Though she doesn’t bother to tell the reader (or the editor), the review is essentially over at this point. The piece continues for half a dozen paragraphs, wandering ever farther from the topic and becoming gradually more grandiose. You can almost hear the pitch of the author’s voice rising, this is fire and brimstone preaching in reverse. In the process she conflates nuns, America, Lewis himself and (of course) Republicans with fascism. The irony that in denouncing these things she has become a kind of fascist herself never hits her of course.

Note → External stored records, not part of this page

//! Engine-level configuration. Metric-level settings live on `MetricDefinition`.

use std::env;
use std::str::FromStr;

use serde::{Deserialize, Serialize};

use crate::common::math::MAX_PRECISION;
use crate::error::{EngineError, Result};

pub const DEFAULT_PRECISION: u32 = 6;
pub const DEFAULT_MIN_CHART_POINTS: usize = 2;

/// Spread estimator for the individuals chart.
#[derive(Debug, Clone, Copy, PartialEq, Eq, Default, Serialize, Deserialize)]
#[serde(rename_all = "camelCase")]
pub enum IndividualsEstimator {
    /// Mean center line, limits from the average moving range (2.66 at 3σ).
    #[default]
    AverageMovingRange,
    /// Median center line, limits from the median moving range (3.145 at 3σ).
    MedianMovingRange,
}

impl FromStr for IndividualsEstimator {
    type Err = EngineError;

    fn from_str(s: &str) -> Result<Self> {
        match s.trim().to_ascii_lowercase().as_str() {
            "average" | "mean" | "average_moving_range" => {
                Ok(IndividualsEstimator::AverageMovingRange)
            }
            "median" | "median_moving_range" => Ok(IndividualsEstimator::MedianMovingRange),
            _ => Err(EngineError::Config {
                key: "SPC_INDIVIDUALS_ESTIMATOR",
                value: s.to_string(),
            }),
        }
    }
}

#[derive(Debug, Clone, Copy, PartialEq, Eq, Serialize, Deserialize)]
#[serde(rename_all = "camelCase")]
pub struct EngineConfig {
    /// Decimal places every numeric output is rounded to.
    pub precision: u32,
    /// Fewer points than this and no chart is produced.
    pub min_chart_points: usize,
    pub individuals_estimator: IndividualsEstimator,
}

impl Default for EngineConfig {
    fn default() -> Self {
        Self {
            precision: DEFAULT_PRECISION,
            min_chart_points: DEFAULT_MIN_CHART_POINTS,
            individuals_estimator: IndividualsEstimator::default(),
        }
    }
}

impl EngineConfig {
    /// Reads `SPC_PRECISION`, `SPC_MIN_CHART_POINTS` and
    /// `SPC_INDIVIDUALS_ESTIMATOR`, keeping defaults for unset keys.
    pub fn from_env() -> Result<Self> {
        let mut config = Self::default();

        if let Ok(raw) = env::var("SPC_PRECISION") {
            config.precision = raw
                .trim()
                .parse::<u32>()
                .ok()
                .filter(|p| *p <= MAX_PRECISION)
                .ok_or(EngineError::Config {
                    key: "SPC_PRECISION",
                    value: raw,
                })?;
        }

        if let Ok(raw) = env::var("SPC_MIN_CHART_POINTS") {
            config.min_chart_points = raw
                .trim()
                .parse::<usize>()
                .ok()
                .filter(|n| *n >= DEFAULT_MIN_CHART_POINTS)
                .ok_or(EngineError::Config {
                    key: "SPC_MIN_CHART_POINTS",
                    value: raw,
                })?;
        }

        if let Ok(raw) = env::var("SPC_INDIVIDUALS_ESTIMATOR") {
            config.individuals_estimator = raw.parse()?;
        }

        Ok(config)
    }

    /// Decimal places for every output, capped at [`MAX_PRECISION`].
    pub fn with_precision(mut self, precision: u32) -> Self {
        self.precision = precision.min(MAX_PRECISION);
        self
    }

    pub fn with_estimator(mut self, estimator: IndividualsEstimator) -> Self {
        self.individuals_estimator = estimator;
        self
    }
}

/// Deployment environment, used to pick the log format.
pub fn get_environment() -> String {
    env::var("APP_ENV").unwrap_or_else(|_| "sandbox".to_string())
}
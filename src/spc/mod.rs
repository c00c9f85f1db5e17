//! Statistical process control: baseline selection and control-chart families.

pub mod baseline;
pub mod calculator;
pub mod individuals;
pub mod proportion;
pub mod rate;

pub use baseline::*;
pub use calculator::*;
pub use individuals::*;
pub use proportion::*;
pub use rate::*;
//! Metric roll-up and statistical process control engine.
//!
//! Raw measurement records are bucketed by period, aggregated (ratio
//! metrics are rebuilt from summed counts), and charted with p, u or
//! individuals control limits.

pub mod aggregation;
pub mod common;
pub mod config;
pub mod engine;
pub mod error;
pub mod logging;
pub mod models;
pub mod spc;

pub use config::{EngineConfig, IndividualsEstimator};
pub use engine::RollupEngine;
pub use error::{EngineError, Result};
pub use models::*;
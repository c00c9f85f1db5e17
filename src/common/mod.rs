pub mod math;
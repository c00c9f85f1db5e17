//! Unit tests for period bucketing

use crate::common::{month, record};
use spc_rollup::aggregation::bucketize;

#[test]
fn test_bucketize_empty() {
    assert!(bucketize(&[]).is_empty());
}

#[test]
fn test_bucketize_sorts_periods() {
    let records = vec![record(3, 1.0), record(1, 2.0), record(2, 3.0), record(1, 4.0)];
    let buckets = bucketize(&records);

    let periods: Vec<_> = buckets.keys().copied().collect();
    assert_eq!(periods, vec![month(1), month(2), month(3)]);
    assert_eq!(buckets[&month(1)].len(), 2);
}

#[test]
fn test_bucketize_keeps_input_order_within_period() {
    let records = vec![record(1, 5.0), record(1, 7.0), record(1, 6.0)];
    let buckets = bucketize(&records);
    let values: Vec<f64> = buckets[&month(1)].iter().map(|r| r.value).collect();
    assert_eq!(values, vec![5.0, 7.0, 6.0]);
}

#[test]
fn test_bucketize_exact_instant() {
    let mut later = record(1, 1.0);
    later.period_start += chrono::Duration::seconds(1);
    let records = vec![record(1, 1.0), later];
    assert_eq!(bucketize(&records).len(), 2);
}

#[test]
fn test_bucketize_ignores_dimension_keys() {
    let records = vec![
        record(1, 1.0).with_division("north").with_region("r1"),
        record(1, 2.0).with_division("south").with_region("r2"),
    ];
    let buckets = bucketize(&records);
    assert_eq!(buckets.len(), 1);
    assert_eq!(buckets[&month(1)][1].division.as_deref(), Some("south"));
}
//! Logging initialization with environment-based formatters
//!
//! - Production: Structured JSON logs for log aggregation
//! - Sandbox: Colorful, human-readable logs for development

use crate::config::get_environment;
use tracing_subscriber::{fmt, layer::SubscriberExt, util::SubscriberInitExt, EnvFilter};

/// Install the global subscriber. Call once, from a binary.
///
/// Logs go to stderr so stdout stays clean for report output.
pub fn init_logging() {
    let env = get_environment();
    let env_filter = EnvFilter::try_from_default_env().unwrap_or_else(|_| EnvFilter::new("info"));

    let is_production = matches!(env.as_str(), "production" | "prod");

    if is_production {
        tracing_subscriber::registry()
            .with(env_filter)
            .with(
                fmt::layer()
                    .json()
                    .with_target(true)
                    .with_file(true)
                    .with_line_number(true)
                    .with_writer(std::io::stderr),
            )
            .init();
    } else {
        tracing_subscriber::registry()
            .with(env_filter)
            .with(
                fmt::layer()
                    .with_target(true)
                    .with_ansi(true)
                    .with_writer(std::io::stderr),
            )
            .init();
    }
}
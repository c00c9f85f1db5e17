//! Period roll-up: bucketing plus simple and ratio-weighted aggregation

pub mod bucketizer;
pub mod simple;
pub mod weighted;

pub use bucketizer::*;
pub use simple::*;
pub use weighted::*;
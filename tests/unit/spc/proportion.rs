//! Unit tests for the proportion chart

use crate::common::{assert_close, point, ratio_point};
use spc_rollup::models::{ChartFamily, SigmaLevel};
use spc_rollup::spc::calculate_proportion_chart;

fn series() -> Vec<spc_rollup::models::PeriodPoint> {
    vec![
        ratio_point(1, 10.0, 10.0, 100.0),
        ratio_point(2, 15.0, 30.0, 200.0),
        ratio_point(3, 20.0, 20.0, 100.0),
    ]
}

#[test]
fn test_center_line_from_pooled_counts() {
    let points = series();
    let chart = calculate_proportion_chart(&points, &points, SigmaLevel::Three, 6).unwrap();
    assert_eq!(chart.family, ChartFamily::Proportion);
    assert_close(chart.center_line, 15.0);
    assert!(chart.upper_limit.is_none());
}

#[test]
fn test_limits_vary_with_sample_size() {
    let points = series();
    let chart = calculate_proportion_chart(&points, &points, SigmaLevel::Three, 6).unwrap();

    let small = &chart.points[0];
    let large = &chart.points[1];
    assert_close(small.upper_limit.unwrap(), 25.712143);
    assert_close(small.lower_limit.unwrap(), 4.287857);
    assert_close(large.upper_limit.unwrap(), 22.574629);
    assert_close(large.lower_limit.unwrap(), 7.425371);
    assert!(small.upper_limit.unwrap() > large.upper_limit.unwrap());
}

#[test]
fn test_limits_clipped_to_percentage_range() {
    let points = vec![
        ratio_point(1, 1.0, 1.0, 100.0),
        ratio_point(2, 0.0, 0.0, 2.0),
    ];
    let chart = calculate_proportion_chart(&points, &points, SigmaLevel::Three, 6).unwrap();
    for p in &chart.points {
        assert!(p.lower_limit.unwrap() >= 0.0);
        assert!(p.upper_limit.unwrap() <= 100.0);
    }
    assert_eq!(chart.points[1].lower_limit, Some(0.0));
}

#[test]
fn test_point_without_counts_is_unlimited() {
    let mut points = series();
    points.push(point(4, 40.0));
    let chart = calculate_proportion_chart(&points, &points, SigmaLevel::Three, 6).unwrap();
    let last = chart.points.last().unwrap();
    assert!(last.is_unlimited());
    assert!(!last.beyond_limits);
    assert_close(chart.center_line, 15.0);
}

#[test]
fn test_no_counts_in_baseline() {
    let points = vec![point(1, 10.0), point(2, 20.0)];
    assert!(calculate_proportion_chart(&points, &points, SigmaLevel::Three, 6).is_none());
}

#[test]
fn test_flags_point_above_limit() {
    let mut points = series();
    points.push(ratio_point(4, 60.0, 60.0, 100.0));
    let baseline = series();
    let chart = calculate_proportion_chart(&points, &baseline, SigmaLevel::Three, 6).unwrap();
    assert!(chart.points[3].beyond_limits);
    assert_eq!(chart.signals().count(), 1);
}
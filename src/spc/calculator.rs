//! Chart-family dispatch

use tracing::debug;

use crate::config::EngineConfig;
use crate::models::chart::{ChartFamily, ControlChartResult};
use crate::models::measurement::PeriodPoint;
use crate::models::metric::{DataType, SigmaLevel};
use crate::spc::individuals::calculate_individuals_chart;
use crate::spc::proportion::calculate_proportion_chart;
use crate::spc::rate::calculate_rate_chart;

pub struct ControlChartCalculator {
    config: EngineConfig,
}

impl ControlChartCalculator {
    pub fn new(config: EngineConfig) -> Self {
        Self { config }
    }

    /// Chart `points` using the whole series as its own baseline.
    pub fn calculate(
        &self,
        data_type: DataType,
        points: &[PeriodPoint],
        sigma_level: SigmaLevel,
    ) -> Option<ControlChartResult> {
        self.calculate_with_baseline(data_type, points, points, sigma_level)
    }

    /// Estimate center and limits from `baseline`, apply them to `points`.
    ///
    /// `None` when there are too few points, the data type has no chart
    /// family, or a ratio baseline carries no counts.
    pub fn calculate_with_baseline(
        &self,
        data_type: DataType,
        points: &[PeriodPoint],
        baseline: &[PeriodPoint],
        sigma_level: SigmaLevel,
    ) -> Option<ControlChartResult> {
        if points.len() < self.config.min_chart_points
            || baseline.len() < self.config.min_chart_points
        {
            debug!(
                points = points.len(),
                baseline = baseline.len(),
                "Not enough points for control statistics"
            );
            return None;
        }

        let family = data_type.chart_family()?;
        let precision = self.config.precision;

        match family {
            ChartFamily::Proportion => {
                calculate_proportion_chart(points, baseline, sigma_level, precision)
            }
            ChartFamily::Rate => calculate_rate_chart(points, baseline, sigma_level, precision),
            ChartFamily::Individuals => calculate_individuals_chart(
                points,
                baseline,
                sigma_level,
                self.config.individuals_estimator,
                precision,
            ),
        }
    }
}

impl Default for ControlChartCalculator {
    fn default() -> Self {
        Self::new(EngineConfig::default())
    }
}
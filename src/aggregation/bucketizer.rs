//! Period bucketizer

use std::collections::BTreeMap;

use chrono::{DateTime, Utc};

use crate::models::measurement::MeasurementRecord;

/// Records grouped by exact period start, in chronological order.
pub type PeriodBuckets<'a> = BTreeMap<DateTime<Utc>, Vec<&'a MeasurementRecord>>;

/// Group records by `period_start`.
///
/// Equality is on the exact instant. Within a bucket records keep the
/// caller's order, which is what `Latest` aggregation relies on.
pub fn bucketize(records: &[MeasurementRecord]) -> PeriodBuckets<'_> {
    let mut buckets: PeriodBuckets<'_> = BTreeMap::new();
    for record in records {
        buckets.entry(record.period_start).or_default().push(record);
    }
    buckets
}
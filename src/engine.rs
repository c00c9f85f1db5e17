//! Roll-up engine facade: bucket, aggregate, pick a baseline, chart.

use tracing::{debug, warn};

use crate::aggregation::weighted::aggregate_weighted_with_precision;
use crate::config::EngineConfig;
use crate::models::chart::EngineOutput;
use crate::models::measurement::{MeasurementRecord, PeriodPoint};
use crate::models::metric::{DataType, MetricDefinition};
use crate::spc::baseline::select_baseline;
use crate::spc::calculator::ControlChartCalculator;

/// Stateless apart from its configuration; safe to share across requests.
pub struct RollupEngine {
    config: EngineConfig,
    calculator: ControlChartCalculator,
}

impl RollupEngine {
    pub fn new(config: EngineConfig) -> Self {
        Self {
            config,
            calculator: ControlChartCalculator::new(config),
        }
    }

    pub fn config(&self) -> &EngineConfig {
        &self.config
    }

    /// Aggregate `records` for `metric` and chart the resulting series.
    pub fn compute(&self, metric: &MetricDefinition, records: &[MeasurementRecord]) -> EngineOutput {
        let series = self.aggregate(metric, records);
        self.chart(metric, series)
    }

    /// Like [`compute`](Self::compute), but charts `pre_aggregated` when the
    /// records produce no periods at all.
    pub fn compute_with_fallback(
        &self,
        metric: &MetricDefinition,
        records: &[MeasurementRecord],
        pre_aggregated: &[PeriodPoint],
    ) -> EngineOutput {
        let mut series = self.aggregate(metric, records);

        if series.is_empty() && !pre_aggregated.is_empty() {
            debug!(
                metric = %metric.name,
                points = pre_aggregated.len(),
                "No records aggregated, using pre-aggregated series"
            );
            series = pre_aggregated
                .iter()
                .filter(|p| p.value.is_finite())
                .cloned()
                .collect();
            series.sort_by_key(|p| p.period_start);
        }

        self.chart(metric, series)
    }

    /// Bucket and aggregate only; no chart statistics.
    pub fn aggregate(
        &self,
        metric: &MetricDefinition,
        records: &[MeasurementRecord],
    ) -> Vec<PeriodPoint> {
        aggregate_weighted_with_precision(
            records,
            metric.data_type,
            metric.aggregation_type,
            self.config.precision,
        )
    }

    fn chart(&self, metric: &MetricDefinition, series: Vec<PeriodPoint>) -> EngineOutput {
        if metric.data_type == DataType::Unrecognized {
            warn!(
                metric = %metric.name,
                "Unrecognized data type, returning series without control chart"
            );
            return EngineOutput {
                series,
                chart: None,
            };
        }

        let baseline = select_baseline(&series, metric.baseline_start, metric.baseline_end);
        let chart = self.calculator.calculate_with_baseline(
            metric.data_type,
            &series,
            baseline,
            metric.sigma_level,
        );

        debug!(
            metric = %metric.name,
            data_type = ?metric.data_type,
            periods = series.len(),
            baseline = baseline.len(),
            charted = chart.is_some(),
            "Computed metric roll-up"
        );

        EngineOutput { series, chart }
    }
}

impl Default for RollupEngine {
    fn default() -> Self {
        Self::new(EngineConfig::default())
    }
}
//! Individuals and moving-range chart (I-MR)

use crate::common::math;
use crate::config::IndividualsEstimator;
use crate::models::chart::{ChartFamily, ControlChartPoint, ControlChartResult};
use crate::models::measurement::PeriodPoint;
use crate::models::metric::SigmaLevel;

/// 3σ scaling of the average moving range (3 / d2, d2 = 1.128).
pub const AVERAGE_MR_FACTOR: f64 = 2.66;
/// 3σ scaling of the median moving range (3 / d4, d4 = 0.954).
pub const MEDIAN_MR_FACTOR: f64 = 3.145;

/// Calculate an individuals chart.
///
/// Center = mean of baseline values, MR̄ = mean of |xᵢ − xᵢ₋₁|.
/// Limits = center ± (z/3)·2.66·MR̄, shared by every displayed point.
/// The median estimator swaps both means for medians and uses 3.145.
pub fn calculate_individuals_chart(
    points: &[PeriodPoint],
    baseline: &[PeriodPoint],
    sigma_level: SigmaLevel,
    estimator: IndividualsEstimator,
    precision: u32,
) -> Option<ControlChartResult> {
    let values: Vec<f64> = baseline.iter().map(|p| p.value).collect();
    let ranges = math::moving_ranges(&values);

    let (center, moving_range, factor) = match estimator {
        IndividualsEstimator::AverageMovingRange => (
            math::mean(&values)?,
            math::mean(&ranges)?,
            AVERAGE_MR_FACTOR,
        ),
        IndividualsEstimator::MedianMovingRange => (
            math::median(&values)?,
            math::median(&ranges)?,
            MEDIAN_MR_FACTOR,
        ),
    };

    let width = (sigma_level.z() / 3.0) * factor * moving_range;
    let center_line = math::round_to(center, precision);
    let upper = math::round_to(center + width, precision);
    let lower = math::round_to(center - width, precision);

    let chart_points = points
        .iter()
        .map(|point| {
            ControlChartPoint::limited(point.period_start, point.value, center_line, lower, upper)
        })
        .collect();

    Some(ControlChartResult {
        family: ChartFamily::Individuals,
        sigma_level,
        center_line,
        upper_limit: Some(upper),
        lower_limit: Some(lower),
        moving_range: Some(math::round_to(moving_range, precision)),
        baseline_len: baseline.len(),
        points: chart_points,
    })
}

Finally, Polly reaches the climax and reveals the point which seems most likely to have motivated all the introductory blather about the actual film:
[Aslan] is an emblem for everything an atheist objects to in religion. His divine presence is a way to avoid humans taking responsibility for everything here and now on earth, where no one is watching, no one is guiding, no one is judging and there is no other place yet to come. Without an Aslan, there is no one here but ourselves to suffer for our sins, no one to redeem us but ourselves: we are obliged to settle our own disputes and do what we can. We need no holy guide books, only a very human moral compass. Everyone needs ghosts, spirits, marvels and poetic imaginings, but we can do well without an Aslan.
To her credit, she gives a kind of attribution for all of these “insights” to Philip Pullman, who styles himself as the anti-Lewis. All of which got me thinking. Hating Aslan isn’t so much destructive to the Narnia story as it is part of it. The joy of Spring comes as a relief from Winter. Even so, the strength of Aslan is just the thing one needs after listening to the rage-driven drone of the White Witch.
I think I’ll go read the Gospels.
Update: Doug Tennapel has a companion post at his site. Here’s the review he links to, which ends, “Narnia stands for death, destruction and renunciation of self in a poorly disguised Christian fairy tale.” Anyone looking for a clue to how the reviewer could come to this bass-ackward conclusion need only read this, his Thanksgiving day paean to positivist saint Ayn Rand. I guess some reviewers are important and some are not.